● WHAT TO DO:
The records below must be transcribed precisely and in full.

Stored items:
# # # # #

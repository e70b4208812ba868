//! The fixed command table. Defined once, never mutated; command names are
//! unique and lowercase.
//!
//! Actions are plain function pointers from an optional argument to rendered
//! text — no dynamic dispatch, no state.

/// A command's bound behavior.
pub type Action = fn(Option<&str>) -> String;

/// Per-character argument allow-list, applied before the action runs.
pub type ArgFilter = fn(char) -> bool;

/// How the console should treat a matched command.
#[derive(Debug, Clone, Copy, PartialEq, Eq)]
pub enum CommandKind {
    /// Runs the bound action (or the default success message) and renders it.
    Action,
    /// Signals the caller to clear the rendered history buffer.
    Clear,
    /// Signals the caller to close the console.
    Exit,
}

pub struct Command {
    pub name: &'static str,
    pub description: &'static str,
    pub kind: CommandKind,
    pub action: Option<Action>,
    pub arg_filter: Option<ArgFilter>,
}

/// The console's command set, in the order `help` lists them.
pub fn builtin_commands() -> &'static [Command] {
    &COMMANDS
}

/// Case-insensitive lookup by name.
pub fn find_command(name: &str) -> Option<&'static Command> {
    let name = name.to_lowercase();
    COMMANDS.iter().find(|c| c.name == name)
}

static COMMANDS: [Command; 11] = [
    Command {
        name: "help",
        description: "list available commands",
        kind: CommandKind::Action,
        action: Some(help),
        arg_filter: None,
    },
    Command {
        name: "about",
        description: "who runs this site",
        kind: CommandKind::Action,
        action: Some(about),
        arg_filter: None,
    },
    Command {
        name: "skills",
        description: "languages and tools",
        kind: CommandKind::Action,
        action: Some(skills),
        arg_filter: None,
    },
    Command {
        name: "projects",
        description: "selected work",
        kind: CommandKind::Action,
        action: Some(projects),
        arg_filter: None,
    },
    Command {
        // Navigation to the Ideas section is handled by the embedding page,
        // so no action is bound; the default success message renders.
        name: "ideas",
        description: "open the ideas section",
        kind: CommandKind::Action,
        action: None,
        arg_filter: None,
    },
    Command {
        name: "contact",
        description: "where to reach me",
        kind: CommandKind::Action,
        action: Some(contact),
        arg_filter: None,
    },
    Command {
        name: "whoami",
        description: "print the current user",
        kind: CommandKind::Action,
        action: Some(whoami),
        arg_filter: None,
    },
    Command {
        name: "date",
        description: "print the current date",
        kind: CommandKind::Action,
        action: Some(date),
        arg_filter: None,
    },
    Command {
        name: "echo",
        description: "print the argument back",
        kind: CommandKind::Action,
        action: Some(echo),
        arg_filter: Some(echo_filter),
    },
    Command {
        name: "clear",
        description: "clear the terminal",
        kind: CommandKind::Clear,
        action: None,
        arg_filter: None,
    },
    Command {
        name: "exit",
        description: "close the terminal",
        kind: CommandKind::Exit,
        action: None,
        arg_filter: None,
    },
];

// ────────────────────────────────────────────────────────────────────────────
// Actions
// ────────────────────────────────────────────────────────────────────────────

fn help(_arg: Option<&str>) -> String {
    let mut out = String::from("Available commands:\n");
    for command in COMMANDS.iter() {
        out.push_str(&format!("  {:<10} {}\n", command.name, command.description));
    }
    out.trim_end().to_string()
}

fn about(_arg: Option<&str>) -> String {
    "Backend engineer. I build boring, reliable services and write about the \
     interesting failures along the way."
        .to_string()
}

fn skills(_arg: Option<&str>) -> String {
    "Rust, TypeScript, PostgreSQL, Kafka, Kubernetes — and the patience to \
     read other people's stack traces."
        .to_string()
}

fn projects(_arg: Option<&str>) -> String {
    "portfolio-api  — the service answering this very terminal\n\
     tracehound    — request-trace explorer for OTLP pipelines\n\
     shelfware     — a static-site generator I swore I would not write"
        .to_string()
}

fn contact(_arg: Option<&str>) -> String {
    "hello@example.dev — or open an issue, I read those faster.".to_string()
}

fn whoami(_arg: Option<&str>) -> String {
    "guest".to_string()
}

fn date(_arg: Option<&str>) -> String {
    chrono::Local::now().format("%a %b %e %Y, %H:%M").to_string()
}

fn echo(arg: Option<&str>) -> String {
    arg.unwrap_or("").to_string()
}

/// `echo` accepts alphanumerics, spaces, and hyphens only.
fn echo_filter(c: char) -> bool {
    c.is_ascii_alphanumeric() || c == ' ' || c == '-'
}

#[cfg(test)]
mod tests {
    use super::*;
    use std::collections::HashSet;

    #[test]
    fn test_command_names_are_unique_and_lowercase() {
        let mut seen = HashSet::new();
        for command in builtin_commands() {
            assert!(seen.insert(command.name), "duplicate: {}", command.name);
            assert_eq!(command.name, command.name.to_lowercase());
        }
    }

    #[test]
    fn test_find_command_is_case_insensitive() {
        assert!(find_command("HELP").is_some());
        assert!(find_command("Help").is_some());
        assert!(find_command("halp").is_none());
    }

    #[test]
    fn test_help_lists_every_command() {
        let rendered = help(None);
        for command in builtin_commands() {
            assert!(rendered.contains(command.name));
        }
    }

    #[test]
    fn test_echo_filter_allows_alnum_space_hyphen_only() {
        assert!(echo_filter('a'));
        assert!(echo_filter('7'));
        assert!(echo_filter(' '));
        assert!(echo_filter('-'));
        assert!(!echo_filter(';'));
        assert!(!echo_filter('$'));
    }
}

# # # # #

● EXPECTED ANSWER:
repository e70b4208812ba868
//! The fixed command table. Defined once, never mutated; command names are
//! unique and lowercase.
//!
//! Actions are plain function pointers from an optional argument to rendered
//! text — no dynamic dispatch, no state.

/// A command's bound behavior.
pub type Action = fn(Option<&str>) -> String;

/// Per-character argument allow-list, applied before the action runs.
pub type ArgFilter = fn(char) -> bool;

/// How the console should treat a matched command.
#[derive(Debug, Clone, Copy, PartialEq, Eq)]
pub enum CommandKind {
    /// Runs the bound action (or the default success message) and renders it.
    Action,
    /// Signals the caller to clear the rendered history buffer.
    Clear,
    /// Signals the caller to close the console.
    Exit,
}

pub struct Command {
    pub name: &'static str,
    pub description: &'static str,
    pub kind: CommandKind,
    pub action: Option<Action>,
    pub arg_filter: Option<ArgFilter>,
}

/// The console's command set, in the order `help` lists them.
pub fn builtin_commands() -> &'static [Command] {
    &COMMANDS
}

/// Case-insensitive lookup by name.
pub fn find_command(name: &str) -> Option<&'static Command> {
    let name = name.to_lowercase();
    COMMANDS.iter().find(|c| c.name == name)
}

static COMMANDS: [Command; 11] = [
    Command {
        name: "help",
        description: "list available commands",
        kind: CommandKind::Action,
        action: Some(help),
        arg_filter: None,
    },
    Command {
        name: "about",
        description: "who runs this site",
        kind: CommandKind::Action,
        action: Some(about),
        arg_filter: None,
    },
    Command {
        name: "skills",
        description: "languages and tools",
        kind: CommandKind::Action,
        action: Some(skills),
        arg_filter: None,
    },
    Command {
        name: "projects",
        description: "selected work",
        kind: CommandKind::Action,
        action: Some(projects),
        arg_filter: None,
    },
    Command {
        // Navigation to the Ideas section is handled by the embedding page,
        // so no action is bound; the default success message renders.
        name: "ideas",
        description: "open the ideas section",
        kind: CommandKind::Action,
        action: None,
        arg_filter: None,
    },
    Command {
        name: "contact",
        description: "where to reach me",
        kind: CommandKind::Action,
        action: Some(contact),
        arg_filter: None,
    },
    Command {
        name: "whoami",
        description: "print the current user",
        kind: CommandKind::Action,
        action: Some(whoami),
        arg_filter: None,
    },
    Command {
        name: "date",
        description: "print the current date",
        kind: CommandKind::Action,
        action: Some(date),
        arg_filter: None,
    },
    Command {
        name: "echo",
        description: "print the argument back",
        kind: CommandKind::Action,
        action: Some(echo),
        arg_filter: Some(echo_filter),
    },
    Command {
        name: "clear",
        description: "clear the terminal",
        kind: CommandKind::Clear,
        action: None,
        arg_filter: None,
    },
    Command {
        name: "exit",
        description: "close the terminal",
        kind: CommandKind::Exit,
        action: None,
        arg_filter: None,
    },
];

// ────────────────────────────────────────────────────────────────────────────
// Actions
// ────────────────────────────────────────────────────────────────────────────

fn help(_arg: Option<&str>) -> String {
    let mut out = String::from("Available commands:\n");
    for command in COMMANDS.iter() {
        out.push_str(&format!("  {:<10} {}\n", command.name, command.description));
    }
    out.trim_end().to_string()
}

fn about(_arg: Option<&str>) -> String {
    "Backend engineer. I build boring, reliable services and write about the \
     interesting failures along the way."
        .to_string()
}

fn skills(_arg: Option<&str>) -> String {
    "Rust, TypeScript, PostgreSQL, Kafka, Kubernetes — and the patience to \
     read other people's stack traces."
        .to_string()
}

fn projects(_arg: Option<&str>) -> String {
    "portfolio-api  — the service answering this very terminal\n\
     tracehound    — request-trace explorer for OTLP pipelines\n\
     shelfware     — a static-site generator I swore I would not write"
        .to_string()
}

fn contact(_arg: Option<&str>) -> String {
    "hello@example.dev — or open an issue, I read those faster.".to_string()
}

fn whoami(_arg: Option<&str>) -> String {
    "guest".to_string()
}

fn date(_arg: Option<&str>) -> String {
    chrono::Local::now().format("%a %b %e %Y, %H:%M").to_string()
}

fn echo(arg: Option<&str>) -> String {
    arg.unwrap_or("").to_string()
}

/// `echo` accepts alphanumerics, spaces, and hyphens only.
fn echo_filter(c: char) -> bool {
    c.is_ascii_alphanumeric() || c == ' ' || c == '-'
}

#[cfg(test)]
mod tests {
    use super::*;
    use std::collections::HashSet;

    #[test]
    fn test_command_names_are_unique_and_lowercase() {
        let mut seen = HashSet::new();
        for command in builtin_commands() {
            assert!(seen.insert(command.name), "duplicate: {}", command.name);
            assert_eq!(command.name, command.name.to_lowercase());
        }
    }

    #[test]
    fn test_find_command_is_case_insensitive() {
        assert!(find_command("HELP").is_some());
        assert!(find_command("Help").is_some());
        assert!(find_command("halp").is_none());
    }

    #[test]
    fn test_help_lists_every_command() {
        let rendered = help(None);
        for command in builtin_commands() {
            assert!(rendered.contains(command.name));
        }
    }

    #[test]
    fn test_echo_filter_allows_alnum_space_hyphen_only() {
        assert!(echo_filter('a'));
        assert!(echo_filter('7'));
        assert!(echo_filter(' '));
        assert!(echo_filter('-'));
        assert!(!echo_filter(';'));
        assert!(!echo_filter('$'));
    }
}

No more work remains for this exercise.